▶ [Problem description]: Begin with the first line of the entries below and reproduce each line exactly, ending with the line that holds "quick_xml::escape::escape(cleaned.as_str()).into_owned()".

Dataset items
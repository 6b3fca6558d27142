//! Office Open XML packages.
//!
//! DOCX and PPTX files are ZIP archives of XML parts. Reading walks the parts
//! with `quick-xml`; writing uses `docx-rs` for Word documents and emits the
//! PresentationML parts directly for slide decks.
//!
//! Only text survives the slide↔document pairs: slide titles, non-empty text
//! shapes and non-empty paragraphs. Formatting, images, tables and layout are
//! not carried across.

pub mod docx;
pub mod pptx;

use crate::error::ConvertError;
use quick_xml::events::BytesStart;
use std::fs::File;
use std::io::Read;
use std::path::Path;
use zip::ZipArchive;

const ENGINE: &str = "ooxml";

/// An opened OOXML package. The archive handle closes on drop.
pub(crate) struct Package {
    archive: ZipArchive<File>,
    path: String,
}

impl Package {
    pub(crate) fn open(path: &Path) -> Result<Self, ConvertError> {
        let file = File::open(path)?;
        let archive = ZipArchive::new(file).map_err(|e| {
            ConvertError::engine(ENGINE, format!("'{}' is not an OOXML package: {e}", path.display()))
        })?;
        Ok(Self {
            archive,
            path: path.display().to_string(),
        })
    }

    /// Read a part as UTF-8 text.
    pub(crate) fn part(&mut self, name: &str) -> Result<String, ConvertError> {
        let mut entry = self.archive.by_name(name).map_err(|e| {
            ConvertError::engine(ENGINE, format!("'{}' has no part {name}: {e}", self.path))
        })?;
        let mut xml = String::new();
        entry.read_to_string(&mut xml)?;
        Ok(xml)
    }
}

/// Attribute value by qualified name.
pub(crate) fn attr(e: &BytesStart<'_>, key: &[u8]) -> Option<String> {
    e.attributes()
        .filter_map(Result::ok)
        .find(|a| a.key.as_ref() == key)
        .map(|a| String::from_utf8_lossy(&a.value).into_owned())
}

pub(crate) fn xml_error(part: &str, e: impl std::fmt::Display) -> ConvertError {
    ConvertError::engine(ENGINE, format!("malformed {part}: {e}"))
}

/// Escape text for element content, dropping characters XML 1.0 forbids
/// (form feeds from OCR output, stray NULs from PDF text layers).
pub(crate) fn xml_text(s: &str) -> String {
    let cleaned = clean_text(s);
    quick_xml::escape::escape(cleaned.as_str()).into_owned()
}

/// Strip control characters other than tab and newline.
pub(crate) fn clean_text(s: &str) -> String {
    s.chars()
        .filter(|&c| c == '\t' || c == '\n' || !c.is_control())
        .collect()
}

#[cfg(test)]
mod tests {
    use super::*;

    #[test]
    fn xml_text_escapes_and_strips_controls() {
        assert_eq!(xml_text("a < b & \u{c}c"), "a &lt; b &amp; c");
        assert_eq!(clean_text("x\ty\nz\u{0}"), "x\ty\nz");
    }

    #[test]
    fn open_rejects_non_zip() {
        let dir = tempfile::tempdir().unwrap();
        let path = dir.path().join("fake.docx");
        std::fs::write(&path, b"plain text").unwrap();
        let err = match Package::open(&path) {
            Err(e) => e,
            Ok(_) => panic!("plain text opened as a package"),
        };
        assert!(err.to_string().contains("not an OOXML package"), "got: {err}");
    }
}
//! Error types for the docshift library.
//!
//! Every failure a conversion can hit is a [`ConvertError`]. The driver
//! ([`crate::convert::run`]) is the only place that turns one into a
//! process-level outcome; strategies and engines just return `Err`.
//!
//! Each variant belongs to one [`ErrorKind`], the four-way taxonomy the CLI
//! reports on:
//!
//! | Kind | Raised when |
//! |------|-------------|
//! | `Usage` | wrong argument count (produced by the CLI parser, never by the library) |
//! | `InputNotFound` | the input path does not exist |
//! | `UnsupportedFormat` | the extension has no strategy for the requested target |
//! | `EngineFailure` | an external engine or the output write failed |

use crate::format::TargetFormat;
use std::path::PathBuf;
use thiserror::Error;

/// All fatal errors returned by the docshift library.
#[derive(Debug, Error)]
pub enum ConvertError {
    // ── Resolution errors ─────────────────────────────────────────────────
    /// Input file was not found at the given path.
    #[error("Input file not found: {}", path.display())]
    InputNotFound { path: PathBuf },

    /// The input extension has no strategy for the requested target.
    ///
    /// `extension` is lowercased and includes the leading dot, or is empty
    /// when the path has no extension at all.
    #[error("Unsupported file format: {extension} (cannot convert to {target})")]
    UnsupportedFormat {
        extension: String,
        target: TargetFormat,
    },

    // ── Engine errors ─────────────────────────────────────────────────────
    /// An external engine ran but reported a failure. `detail` is the
    /// engine's own message, kept verbatim.
    #[error("{engine} failed: {detail}")]
    EngineFailed { engine: &'static str, detail: String },

    /// An external engine could not be located or started.
    #[error("{engine} is not available: {detail}")]
    EngineUnavailable { engine: &'static str, detail: String },

    // ── I/O errors ────────────────────────────────────────────────────────
    /// Could not create, write or commit the output file.
    #[error("Failed to write output file '{}': {source}", path.display())]
    OutputWriteFailed {
        path: PathBuf,
        #[source]
        source: std::io::Error,
    },

    /// Other filesystem error while reading input or managing scratch files.
    #[error("I/O error: {0}")]
    Io(#[from] std::io::Error),

    // ── Config errors ─────────────────────────────────────────────────────
    /// Builder validation failed.
    #[error("Invalid configuration: {0}")]
    InvalidConfig(String),

    // ── Catch-all ─────────────────────────────────────────────────────────
    /// Unexpected internal error.
    #[error("Internal error: {0}")]
    Internal(String),
}

/// The coarse error taxonomy surfaced to CLI users.
#[derive(Debug, Clone, Copy, PartialEq, Eq, serde::Serialize, serde::Deserialize)]
#[serde(rename_all = "snake_case")]
pub enum ErrorKind {
    Usage,
    InputNotFound,
    UnsupportedFormat,
    EngineFailure,
}

impl ConvertError {
    /// Shorthand for [`ConvertError::EngineFailed`].
    pub fn engine(engine: &'static str, detail: impl ToString) -> Self {
        Self::EngineFailed {
            engine,
            detail: detail.to_string(),
        }
    }

    /// Which taxonomy bucket this error falls into.
    pub fn kind(&self) -> ErrorKind {
        match self {
            ConvertError::InputNotFound { .. } => ErrorKind::InputNotFound,
            ConvertError::UnsupportedFormat { .. } => ErrorKind::UnsupportedFormat,
            ConvertError::InvalidConfig(_) => ErrorKind::Usage,
            ConvertError::EngineFailed { .. }
            | ConvertError::EngineUnavailable { .. }
            | ConvertError::OutputWriteFailed { .. }
            | ConvertError::Io(_)
            | ConvertError::Internal(_) => ErrorKind::EngineFailure,
        }
    }
}

impl ErrorKind {
    /// Process exit status for this kind. Usage errors share clap's code.
    pub fn exit_code(self) -> i32 {
        match self {
            ErrorKind::Usage => 2,
            ErrorKind::InputNotFound | ErrorKind::UnsupportedFormat | ErrorKind::EngineFailure => 1,
        }
    }
}

#[cfg(test)]
mod tests {
    use super::*;

    #[test]
    fn input_not_found_display() {
        let e = ConvertError::InputNotFound {
            path: PathBuf::from("/tmp/missing.pdf"),
        };
        assert_eq!(e.to_string(), "Input file not found: /tmp/missing.pdf");
        assert_eq!(e.kind(), ErrorKind::InputNotFound);
    }

    #[test]
    fn unsupported_display_names_target() {
        let e = ConvertError::UnsupportedFormat {
            extension: ".txt".into(),
            target: TargetFormat::Pptx,
        };
        let msg = e.to_string();
        assert!(msg.contains(".txt"), "got: {msg}");
        assert!(msg.contains("PPTX"), "got: {msg}");
    }

    #[test]
    fn engine_error_keeps_detail_verbatim() {
        let e = ConvertError::engine("tesseract", "Error opening data file eng.traineddata");
        assert_eq!(
            e.to_string(),
            "tesseract failed: Error opening data file eng.traineddata"
        );
        assert_eq!(e.kind(), ErrorKind::EngineFailure);
    }

    #[test]
    fn exit_codes_are_non_zero() {
        for kind in [
            ErrorKind::Usage,
            ErrorKind::InputNotFound,
            ErrorKind::UnsupportedFormat,
            ErrorKind::EngineFailure,
        ] {
            assert_ne!(kind.exit_code(), 0);
        }
    }
}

▶ [Written solution]:
repository 6b3fca6558d27142
//! Office Open XML packages.
//!
//! DOCX and PPTX files are ZIP archives of XML parts. Reading walks the parts
//! with `quick-xml`; writing uses `docx-rs` for Word documents and emits the
//! PresentationML parts directly for slide decks.
//!
//! Only text survives the slide↔document pairs: slide titles, non-empty text
//! shapes and non-empty paragraphs. Formatting, images, tables and layout are
//! not carried across.

pub mod docx;
pub mod pptx;

use crate::error::ConvertError;
use quick_xml::events::BytesStart;
use std::fs::File;
use std::io::Read;
use std::path::Path;
use zip::ZipArchive;

const ENGINE: &str = "ooxml";

/// An opened OOXML package. The archive handle closes on drop.
pub(crate) struct Package {
    archive: ZipArchive<File>,
    path: String,
}

impl Package {
    pub(crate) fn open(path: &Path) -> Result<Self, ConvertError> {
        let file = File::open(path)?;
        let archive = ZipArchive::new(file).map_err(|e| {
            ConvertError::engine(ENGINE, format!("'{}' is not an OOXML package: {e}", path.display()))
        })?;
        Ok(Self {
            archive,
            path: path.display().to_string(),
        })
    }

    /// Read a part as UTF-8 text.
    pub(crate) fn part(&mut self, name: &str) -> Result<String, ConvertError> {
        let mut entry = self.archive.by_name(name).map_err(|e| {
            ConvertError::engine(ENGINE, format!("'{}' has no part {name}: {e}", self.path))
        })?;
        let mut xml = String::new();
        entry.read_to_string(&mut xml)?;
        Ok(xml)
    }
}

/// Attribute value by qualified name.
pub(crate) fn attr(e: &BytesStart<'_>, key: &[u8]) -> Option<String> {
    e.attributes()
        .filter_map(Result::ok)
        .find(|a| a.key.as_ref() == key)
        .map(|a| String::from_utf8_lossy(&a.value).into_owned())
}

pub(crate) fn xml_error(part: &str, e: impl std::fmt::Display) -> ConvertError {
    ConvertError::engine(ENGINE, format!("malformed {part}: {e}"))
}

/// Escape text for element content, dropping characters XML 1.0 forbids
/// (form feeds from OCR output, stray NULs from PDF text layers).
pub(crate) fn xml_text(s: &str) -> String {
    let cleaned = clean_text(s);
    quick_xml::escape::escape(cleaned.as_str()).into_owned()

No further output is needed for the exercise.